(Source records)

--- START ---

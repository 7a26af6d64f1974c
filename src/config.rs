use std::path::PathBuf;

use anyhow::Context;

use crate::cli::Cli;

/// Default data root on the NCI filesystem, overridable via AUSREFDIR.
const DEFAULT_ROOT: &str = "/g/data/ia39/aus-ref-clim-data-nci";

/// Base path for per-file GETs on the RDA server.
pub const RDA_BASE_URL: &str = "https://rda.ucar.edu/data/ds502.2/";

/// Fixed form-login endpoint on the RDA server.
pub const RDA_LOGIN_URL: &str = "https://rda.ucar.edu/cgi-bin/login";

/// Application configuration, merged from the CLI and the environment.
///
/// The endpoints are fields rather than constants at the use sites so tests
/// can point a config at a local server.
pub struct Config {
    pub year: String,
    pub months: Vec<String>,
    pub username: String,
    pub password: String,
    /// Operating user for log attribution, from USER.
    pub operator: String,
    pub data_dir: PathBuf,
    pub log_path: PathBuf,
    pub base_url: String,
    pub login_url: String,
    pub debug: bool,
}

impl std::fmt::Debug for Config {
    fn fmt(&self, f: &mut std::fmt::Formatter<'_>) -> std::fmt::Result {
        f.debug_struct("Config")
            .field("year", &self.year)
            .field("months", &self.months)
            .field("username", &self.username)
            .field("password", &"<redacted>")
            .field("data_dir", &self.data_dir)
            .field("log_path", &self.log_path)
            .finish_non_exhaustive()
    }
}

fn expand_tilde(path: &str) -> PathBuf {
    if let Some(stripped) = path.strip_prefix("~/") {
        if let Some(home) = dirs::home_dir() {
            return home.join(stripped);
        }
    }
    PathBuf::from(path)
}

impl Config {
    pub fn from_cli(cli: Cli) -> anyhow::Result<Self> {
        let password = std::env::var("RDAPSWD")
            .context("RDAPSWD environment variable must hold the RDA account password")?;

        let root = std::env::var("AUSREFDIR")
            .map(|r| expand_tilde(&r))
            .unwrap_or_else(|_| PathBuf::from(DEFAULT_ROOT));

        let operator = std::env::var("USER").unwrap_or_else(|_| "unknown".to_string());

        let months = if cli.months.is_empty() {
            (1..=12).map(|m| format!("{:02}", m)).collect()
        } else {
            cli.months
        };

        Ok(Self {
            year: cli.year,
            months,
            username: cli.user,
            password,
            operator,
            data_dir: root.join("cmorph").join("data"),
            log_path: root.join("cmorph").join("code").join("update_log.txt"),
            base_url: RDA_BASE_URL.to_string(),
            login_url: RDA_LOGIN_URL.to_string(),
            debug: cli.debug,
        })
    }
}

--- END ---

WORK TO COMPLETE.
Nothing but the lines from the top of the records down to the line with "const DEFAULT_ROOT: &str" belongs in the answer; repeat them exactly.

ANSWER SPACE.
repository 7a26af6d64f1974c
filename src/config.rs
use std::path::PathBuf;

use anyhow::Context;

use crate::cli::Cli;

/// Default data root on the NCI filesystem, overridable via AUSREFDIR.
const DEFAULT_ROOT: &str = "/g/data/ia39/aus-ref-clim-data-nci";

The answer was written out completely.